La ONU ha lanzado la voz de alerta sobre el calentamiento global y las catástrofes que nos esperan en las próximas décadas si no se toman medidas drásticas. El problema es que el planeta funciona con un motor ultracontaminante y pararlo supone detener el progreso. Llevamos doscientos años exprimiendo este limón y, a la mayoría, nos ha ido muy bien. La humanidad –si bien no toda en el mismo grado– ha alcanzado niveles de confort, seguridad, sanidad y educación nunca vistos en la historia. Nadie con dos dedos de frente puede reivindicar ningún pasado como un tiempo mejor. No lo hubo.

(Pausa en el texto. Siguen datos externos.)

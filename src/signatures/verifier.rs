//! Verification of signatures already in a PDF.

use super::byterange::ByteRange;
use crate::document::PdfDocument;
use crate::error::{Error, Result};
use crate::object::{decode_text_string, Dictionary, Object, ObjectRef};
use crate::signing::{verify_detached, DetachedVerification};
use std::collections::HashSet;

/// Deepest field hierarchy that is walked.
const MAX_FIELD_DEPTH: usize = 32;

/// What was found for one signature field.
#[derive(Debug, Clone)]
pub struct PdfSignatureReport {
    /// Fully qualified field name
    pub field_name: String,
    /// `/SubFilter` of the signature dictionary
    pub sub_filter: Option<String>,
    /// `/ByteRange`, when well formed
    pub byte_range: Option<ByteRange>,
    /// Whether the ByteRange covers every byte except its own placeholder
    pub covers_whole_file: bool,
    /// Signer identity, when the CMS verified
    pub signer: Option<DetachedVerification>,
    /// Why verification failed
    pub error: Option<String>,
}

impl PdfSignatureReport {
    /// Whether the signature verified and covers the whole file.
    ///
    /// An earlier signature followed by further incremental updates
    /// verifies but does not cover the whole file.
    pub fn is_valid(&self) -> bool {
        self.signer.is_some() && self.covers_whole_file
    }
}

/// Check every signature field of `pdf`.
///
/// Problems with one signature are reported in its entry; only a file
/// that cannot be parsed at all is an error.
pub fn verify_pdf(pdf: &[u8]) -> Result<Vec<PdfSignatureReport>> {
    let mut doc = PdfDocument::parse(pdf.to_vec()).map_err(Error::into_document_error)?;
    let catalog = doc.catalog().map_err(Error::into_document_error)?;
    let fields = match doc.resolve_dict_entry(&catalog, "AcroForm")? {
        Some(Object::Dictionary(acroform)) => match doc.resolve_dict_entry(&acroform, "Fields")? {
            Some(Object::Array(fields)) => fields,
            _ => Vec::new(),
        },
        _ => Vec::new(),
    };

    let mut found = Vec::new();
    let mut visited = HashSet::new();
    for field in &fields {
        collect_signature_fields(&mut doc, field, "", None, 0, &mut visited, &mut found)?;
    }

    let reports = found
        .into_iter()
        .map(|(name, value)| check_signature(pdf, name, &value))
        .collect::<Vec<_>>();
    for report in &reports {
        match &report.error {
            None => log::debug!("signature {} verified", report.field_name),
            Some(reason) => log::warn!("signature {} failed: {}", report.field_name, reason),
        }
    }
    Ok(reports)
}

fn collect_signature_fields(
    doc: &mut PdfDocument,
    field: &Object,
    parent_name: &str,
    inherited_type: Option<String>,
    depth: usize,
    visited: &mut HashSet<ObjectRef>,
    found: &mut Vec<(String, Dictionary)>,
) -> Result<()> {
    if depth > MAX_FIELD_DEPTH {
        return Ok(());
    }
    if let Some(id) = field.as_reference() {
        if !visited.insert(id) {
            return Ok(());
        }
    }
    let dict = match doc.resolve(field)? {
        Object::Dictionary(dict) => dict,
        _ => return Ok(()),
    };
    let partial = dict.get("T").and_then(Object::as_string).map(decode_text_string);
    let name = match (&partial, parent_name.is_empty()) {
        (Some(partial), true) => partial.clone(),
        (Some(partial), false) => format!("{}.{}", parent_name, partial),
        (None, _) => parent_name.to_string(),
    };
    let field_type = dict.get("FT").and_then(Object::as_name).map(str::to_string).or(inherited_type);

    if let Some(Object::Array(kids)) = doc.resolve_dict_entry(&dict, "Kids")? {
        for kid in &kids {
            collect_signature_fields(doc, kid, &name, field_type.clone(), depth + 1, visited, found)?;
        }
    }
    if field_type.as_deref() == Some("Sig") {
        if let Some(Object::Dictionary(value)) = doc.resolve_dict_entry(&dict, "V")? {
            found.push((name, value));
        }
    }
    Ok(())
}

fn check_signature(pdf: &[u8], field_name: String, value: &Dictionary) -> PdfSignatureReport {
    let mut report = PdfSignatureReport {
        field_name,
        sub_filter: value.get("SubFilter").and_then(Object::as_name).map(str::to_string),
        byte_range: value.get("ByteRange").and_then(ByteRange::from_object),
        covers_whole_file: false,
        signer: None,
        error: None,
    };
    if let Err(e) = verify_value(pdf, value, &mut report) {
        report.error = Some(e.to_string());
    }
    report
}

fn verify_value(pdf: &[u8], value: &Dictionary, report: &mut PdfSignatureReport) -> Result<()> {
    let byte_range = report
        .byte_range
        .ok_or_else(|| Error::InvalidDocument("signature has no well-formed /ByteRange".to_string()))?;
    let contents = value
        .get("Contents")
        .and_then(Object::as_string)
        .ok_or_else(|| Error::InvalidDocument("signature has no /Contents".to_string()))?;
    let signed = byte_range.signed_bytes(pdf)?;

    report.covers_whole_file = byte_range.validate(pdf.len()).is_ok() && byte_range.gap_is_hex_string(pdf);
    report.signer = Some(verify_detached(contents, &signed)?);
    if !report.covers_whole_file {
        return Err(Error::InvalidDocument(
            "signature does not cover the whole file".to_string(),
        ));
    }
    Ok(())
}
//! Shared fixtures for integration tests.
#![allow(dead_code)]

use docsign_agent::certificates::{enroll, EnrollOptions};
use docsign_agent::pin::Pin;
use std::path::Path;
use tempfile::TempDir;

/// PIN used by every protected test key.
pub const TEST_PIN: &str = "4321";

/// Enrol a 1024-bit certificate. Small keys and few KDF rounds keep the
/// suite fast.
pub fn enroll_test(store: &Path, subject: &str, stem: &str, pin: Option<&str>) {
    let mut options = EnrollOptions::new(subject)
        .with_key_bits(1024)
        .with_kdf_iterations(1_000)
        .with_file_stem(stem);
    if let Some(pin) = pin {
        options = options.with_pin(Pin::new(pin));
    }
    enroll(store, &options).expect("enroll");
}

/// Store holding `CN=Alice` (no PIN) as `a_alice` and `CN=Carol` (PIN
/// protected) as `c_carol`, plus `b_orphan`, a certificate whose key was
/// removed.
pub fn standard_store() -> TempDir {
    let dir = tempfile::tempdir().expect("temp dir");
    enroll_test(dir.path(), "CN=Alice", "a_alice", None);
    enroll_test(dir.path(), "CN=Bob", "b_orphan", None);
    std::fs::remove_file(dir.path().join("b_orphan.key")).expect("remove key");
    enroll_test(dir.path(), "CN=Carol", "c_carol", Some(TEST_PIN));
    dir
}

/// Minimal classic-xref PDF with `pages` A4 pages.
pub fn sample_pdf(pages: usize) -> Vec<u8> {
    let kids: Vec<String> = (0..pages).map(|i| format!("{} 0 R", 3 + 2 * i)).collect();
    let mut objects = vec![
        "<< /Type /Catalog /Pages 2 0 R >>".to_string(),
        format!("<< /Type /Pages /Kids [{}] /Count {} >>", kids.join(" "), pages),
    ];
    for i in 0..pages {
        let content = format!("BT /F1 12 Tf 72 720 Td (Page {}) Tj ET", i + 1);
        objects.push(format!(
            "<< /Type /Page /Parent 2 0 R /MediaBox [0 0 595 842] /Contents {} 0 R >>",
            4 + 2 * i
        ));
        objects.push(format!("<< /Length {} >>\nstream\n{}\nendstream", content.len(), content));
    }

    let mut pdf = b"%PDF-1.4\n%\xE2\xE3\xCF\xD3\n".to_vec();
    let mut offsets = Vec::new();
    for (i, body) in objects.iter().enumerate() {
        offsets.push(pdf.len());
        pdf.extend_from_slice(format!("{} 0 obj\n{}\nendobj\n", i + 1, body).as_bytes());
    }
    let xref = pdf.len();
    pdf.extend_from_slice(format!("xref\n0 {}\n0000000000 65535 f \n", objects.len() + 1).as_bytes());
    for offset in offsets {
        pdf.extend_from_slice(format!("{:010} 00000 n \n", offset).as_bytes());
    }
    pdf.extend_from_slice(
        format!(
            "trailer\n<< /Size {} /Root 1 0 R >>\nstartxref\n{}\n%%EOF\n",
            objects.len() + 1,
            xref
        )
        .as_bytes(),
    );
    pdf
}
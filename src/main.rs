//! pmtask - Work with projects and tasks of a project-management service from
//! the command line
//!
//! Thin binary over the `pmtask` library: parses arguments, resolves
//! configuration, and maps failures to exit codes.

// Deny all clippy warnings in this crate
#![deny(
    clippy::all,
    clippy::pedantic,
    clippy::nursery,
    missing_debug_implementations,
    missing_copy_implementations,
    trivial_casts,
    trivial_numeric_casts,
    unsafe_code,
    unused_import_braces,
    unused_qualifications
)]
// Allow some pedantic lints that are too noisy or not applicable
#![allow(
    clippy::module_name_repetitions,
    clippy::missing_errors_doc,
    clippy::cargo_common_metadata
)]

mod cli;
mod commands;

use std::process::ExitCode;

use colored::Colorize;

/// Main entry point for the pmtask CLI
fn main() -> ExitCode {
    match cli::run() {
        Ok(()) => ExitCode::SUCCESS,
        Err(err) => {
            eprintln!("{} {err:#}", "error:".red().bold());
            ExitCode::from(cli::exit_code(&err))
        },
    }
}
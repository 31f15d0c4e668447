//! Stub implementation of the API port for testing
//!
//! The stub serves canned data and records every call so tests can assert
//! what was (and was not) attempted.

use std::cell::RefCell;

use pmtask::core::models::{
    ApiResponse, Comment, CommentCreate, CommentCreated, Me, Project, ProjectCreate, Task,
    TaskCreate, TaskQuery, TaskUpdate,
};
use pmtask::core::ports::ProjectManagerApi;

/// Stub implementation of ProjectManagerApi
pub struct StubApi {
    me: ApiResponse<Me>,
    tasks: Vec<Task>,
    projects: Vec<Project>,
    comments: Vec<Comment>,
    fail_create: bool,
    calls: RefCell<Vec<String>>,
}

impl StubApi {
    pub fn new() -> Self {
        Self {
            me: ApiResponse::ok(Me {
                full_name: "Ada Lovelace".to_string(),
                email_address: "ada@example.com".to_string(),
                role_name: Some("Admin".to_string()),
                work_space_name: Some("Engines".to_string()),
            }),
            tasks: Vec::new(),
            projects: Vec::new(),
            comments: Vec::new(),
            fail_create: false,
            calls: RefCell::new(Vec::new()),
        }
    }

    pub fn with_me(mut self, me: ApiResponse<Me>) -> Self {
        self.me = me;
        self
    }

    pub fn with_tasks(mut self, tasks: Vec<Task>) -> Self {
        self.tasks = tasks;
        self
    }

    pub fn with_projects(mut self, projects: Vec<Project>) -> Self {
        self.projects = projects;
        self
    }

    pub fn with_comments(mut self, comments: Vec<Comment>) -> Self {
        self.comments = comments;
        self
    }

    pub fn failing_creates(mut self) -> Self {
        self.fail_create = true;
        self
    }

    /// Every call made so far, as "operation" or "operation:detail"
    pub fn calls(&self) -> Vec<String> {
        self.calls.borrow().clone()
    }

    /// Whether any call starts with `prefix`
    pub fn called(&self, prefix: &str) -> bool {
        self.calls.borrow().iter().any(|c| c.starts_with(prefix))
    }

    fn record(&self, call: impl Into<String>) {
        self.calls.borrow_mut().push(call.into());
    }
}

impl Default for StubApi {
    fn default() -> Self {
        Self::new()
    }
}

/// Build a task with the fields the tests care about
pub fn task(id: &str, short_id: &str, name: &str) -> Task {
    Task {
        id: id.to_string(),
        short_id: short_id.to_string(),
        name: name.to_string(),
        ..Task::default()
    }
}

/// Build a project
pub fn project(id: &str, short_id: &str, name: &str) -> Project {
    Project {
        id: id.to_string(),
        short_id: Some(short_id.to_string()),
        name: name.to_string(),
        description: None,
    }
}

impl ProjectManagerApi for StubApi {
    fn version(&self) -> String {
        "stub".to_string()
    }

    fn retrieve_me(&self) -> pmtask::Result<ApiResponse<Me>> {
        self.record("retrieve_me");
        Ok(self.me.clone())
    }

    fn query_tasks(&self, query: &TaskQuery) -> pmtask::Result<ApiResponse<Vec<Task>>> {
        self.record(format!("query_tasks:{}", query.filter.as_deref().unwrap_or("")));

        let short_id = query
            .filter
            .as_deref()
            .and_then(|f| f.strip_prefix("(ShortId eq '"))
            .and_then(|f| f.strip_suffix("')"));
        let matching: Vec<Task> = self
            .tasks
            .iter()
            .filter(|t| short_id.is_none_or(|id| t.short_id == id))
            .cloned()
            .collect();

        let skip = query.skip.unwrap_or(0) as usize;
        let top = query.top.map_or(usize::MAX, |t| t as usize);
        Ok(ApiResponse::ok(matching.into_iter().skip(skip).take(top).collect()))
    }

    fn query_projects(&self, _query: &TaskQuery) -> pmtask::Result<ApiResponse<Vec<Project>>> {
        self.record("query_projects");
        Ok(ApiResponse::ok(self.projects.clone()))
    }

    fn create_project(&self, project: &ProjectCreate) -> pmtask::Result<ApiResponse<Project>> {
        self.record(format!("create_project:{}", project.name));
        if self.fail_create {
            return Ok(ApiResponse::failed("create disabled"));
        }
        Ok(ApiResponse::ok(Project {
            id: "new-project".to_string(),
            short_id: Some("NEW".to_string()),
            name: project.name.clone(),
            description: project.description.clone(),
        }))
    }

    fn create_task(&self, project_id: &str, task: &TaskCreate) -> pmtask::Result<ApiResponse<Task>> {
        self.record(format!("create_task:{project_id}:{}", task.name));
        if self.fail_create {
            return Ok(ApiResponse::failed("create disabled"));
        }
        Ok(ApiResponse::ok(self::task("new-task", "NEW-1", &task.name)))
    }

    fn create_many_tasks(
        &self,
        project_id: &str,
        tasks: &[TaskCreate],
    ) -> pmtask::Result<ApiResponse<Vec<Task>>> {
        self.record(format!("create_many_tasks:{project_id}:{}", tasks.len()));
        if self.fail_create {
            return Ok(ApiResponse::failed("create disabled"));
        }
        Ok(ApiResponse::ok(
            tasks
                .iter()
                .enumerate()
                .map(|(n, t)| self::task(&format!("new-{n}"), &format!("NEW-{n}"), &t.name))
                .collect(),
        ))
    }

    fn update_task(&self, task_id: &str, _update: &TaskUpdate) -> pmtask::Result<ApiResponse<Task>> {
        self.record(format!("update_task:{task_id}"));
        Ok(ApiResponse::ok(Task::default()))
    }

    fn delete_task(&self, task_id: &str) -> pmtask::Result<ApiResponse<serde_json::Value>> {
        self.record(format!("delete_task:{task_id}"));
        Ok(ApiResponse::ok(serde_json::Value::Null))
    }

    fn retrieve_task_comments(&self, task_id: &str) -> pmtask::Result<ApiResponse<Vec<Comment>>> {
        self.record(format!("retrieve_task_comments:{task_id}"));
        Ok(ApiResponse::ok(self.comments.clone()))
    }

    fn create_task_comment(
        &self,
        task_id: &str,
        _comment: &CommentCreate,
    ) -> pmtask::Result<ApiResponse<CommentCreated>> {
        self.record(format!("create_task_comment:{task_id}"));
        Ok(ApiResponse::ok(CommentCreated {
            discussion_comment_id: "comment-1".to_string(),
        }))
    }
}
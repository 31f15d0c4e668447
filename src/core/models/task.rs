//! Task records and payloads

use serde::{Deserialize, Serialize};

/// A task as returned by the API
#[derive(Debug, Clone, Default, PartialEq, Eq, Serialize, Deserialize)]
#[serde(rename_all = "camelCase", default)]
pub struct Task {
    /// Task GUID
    #[serde(deserialize_with = "super::nullable::null_as_default")]
    pub id: String,
    /// Short human-facing code (e.g. "ABC-12")
    #[serde(deserialize_with = "super::nullable::null_as_default")]
    pub short_id: String,
    /// Task name
    #[serde(deserialize_with = "super::nullable::null_as_default")]
    pub name: String,
    /// Markdown description
    pub description: Option<String>,
    /// Outline number within the project (e.g. "1.2.3")
    pub wbs: Option<String>,
    /// Completion percentage
    pub percent_complete: Option<i32>,
    /// Owning project GUID
    pub project_id: Option<String>,
}

/// Payload for creating a task
#[derive(Debug, Clone, Default, PartialEq, Eq, Serialize, Deserialize)]
#[serde(rename_all = "camelCase")]
pub struct TaskCreate {
    /// Task name
    pub name: String,
    /// Optional description
    #[serde(skip_serializing_if = "Option::is_none")]
    pub description: Option<String>,
}

impl TaskCreate {
    /// Create a payload with a name and description
    #[must_use]
    pub fn new(name: impl Into<String>, description: Option<&str>) -> Self {
        Self {
            name: name.into(),
            description: description.map(String::from),
        }
    }
}

/// Payload for updating a task; unset fields are left unchanged
#[derive(Debug, Clone, Default, PartialEq, Eq, Serialize, Deserialize)]
#[serde(rename_all = "camelCase")]
pub struct TaskUpdate {
    /// New name
    #[serde(skip_serializing_if = "Option::is_none")]
    pub name: Option<String>,
    /// New description
    #[serde(skip_serializing_if = "Option::is_none")]
    pub description: Option<String>,
}

impl From<&TaskCreate> for TaskUpdate {
    fn from(create: &TaskCreate) -> Self {
        Self {
            name: Some(create.name.clone()),
            description: create.description.clone(),
        }
    }
}
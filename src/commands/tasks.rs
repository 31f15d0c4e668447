//! Task commands - list, query, and create tasks

use pmtask::config::Overrides;
use pmtask::core::models::TaskCreate;
use pmtask::core::ports::ProjectManagerApi;
use pmtask::core::services::{FlowError, find_project, load_tasks, sort_by_wbs};
use pmtask::output::{OperationResult, OutputFormat, TaskListResult};

use super::connect::connect;

/// List all tasks within a project
pub fn list_tasks(
    overrides: &Overrides,
    project: &str,
    query: Option<&str>,
    format: OutputFormat,
) -> anyhow::Result<()> {
    let (client, _) = connect(overrides)?;
    let project = find_project(&client, project)?;

    let filter = match query {
        Some(q) => format!("projectId eq {} and ({q})", project.id),
        None => format!("projectId eq {}", project.id),
    };
    let mut tasks = load_tasks(&client, Some(&filter))?;
    sort_by_wbs(&mut tasks);

    TaskListResult {
        project: Some(project),
        tasks,
    }
    .render(format)
}

/// Query tasks across all projects
pub fn query_tasks(overrides: &Overrides, query: &str, format: OutputFormat) -> anyhow::Result<()> {
    let (client, _) = connect(overrides)?;
    let mut tasks = load_tasks(&client, Some(query))?;
    sort_by_wbs(&mut tasks);

    TaskListResult {
        project: None,
        tasks,
    }
    .render(format)
}

/// Create a task in a project
pub fn create_task(
    overrides: &Overrides,
    project: &str,
    name: &str,
    description: Option<&str>,
    format: OutputFormat,
) -> anyhow::Result<()> {
    let (client, _) = connect(overrides)?;
    let project = find_project(&client, project)?;

    let response = client.create_task(&project.id, &TaskCreate::new(name, description))?;
    if !response.success {
        return Err(FlowError::api("Create task", response.error_message()).into());
    }

    let task = response.data.unwrap_or_default();
    OperationResult::ok(format!("Created task {name}: {}", task.id))
        .with_data(serde_json::to_value(&task)?)
        .render(format)
}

La vida fue siempre durísima para el ser humano y la enfermedad, la violencia, la escasez y la muerte han sido acompañantes fieles durante milenios. Tiempos en los que el planeta respiraba aire más puro, desde luego. Pero ese ha sido el precio de nuestro bienestar. Ahora hay que plantear alternativas, porque se ve que este ritmo no es sostenible. Sabemos que los mayores contaminantes son las grandes potencias industriales y comerciales, pero, claro, que echen el freno y pongan en riesgo su supremacía es mucho esperar de ellos. Así que el marrón nos va a caer a los mindundis de siempre. A la gente corriente y moliente que cree que con sus pequeños gestos –reciclar el papel, comprar un coche eléctrico o electrodomésticos eficientes– puede cambiar el mundo. Yo soy muy práctica y bastante incrédula. Siempre que desde las grandes alturas exigen sacrificios mi primera pregunta es ¿a quién beneficia esto? La conclusión rápida es que hay sectores económicos potentes que sacarán tajada de esta crisis climática y ganarán más dinero que nunca.
El mundo funciona así. Promoverán un cambio de paradigma revestido de solidaridad, de compromiso ético, de ecologismo y blablablá y lo que nos estarán colando será un nuevo estilo de vida seguramente más pobre y esclavizado para la mayoría y más boyante para los pocos de siempre. Cuando vea algún gesto radical desde Washington, Pekín y Nueva Delhi, la señal de que verdaderamente esto va en serio, pondré mis barbas a remojo. Hasta entonces, lo siento chicos, reciclaré lo poquito que pueda y seguiré sin tener coche. Pero no me pidan más sacrificios para que los gigantes de la contaminación sigan en sus trece.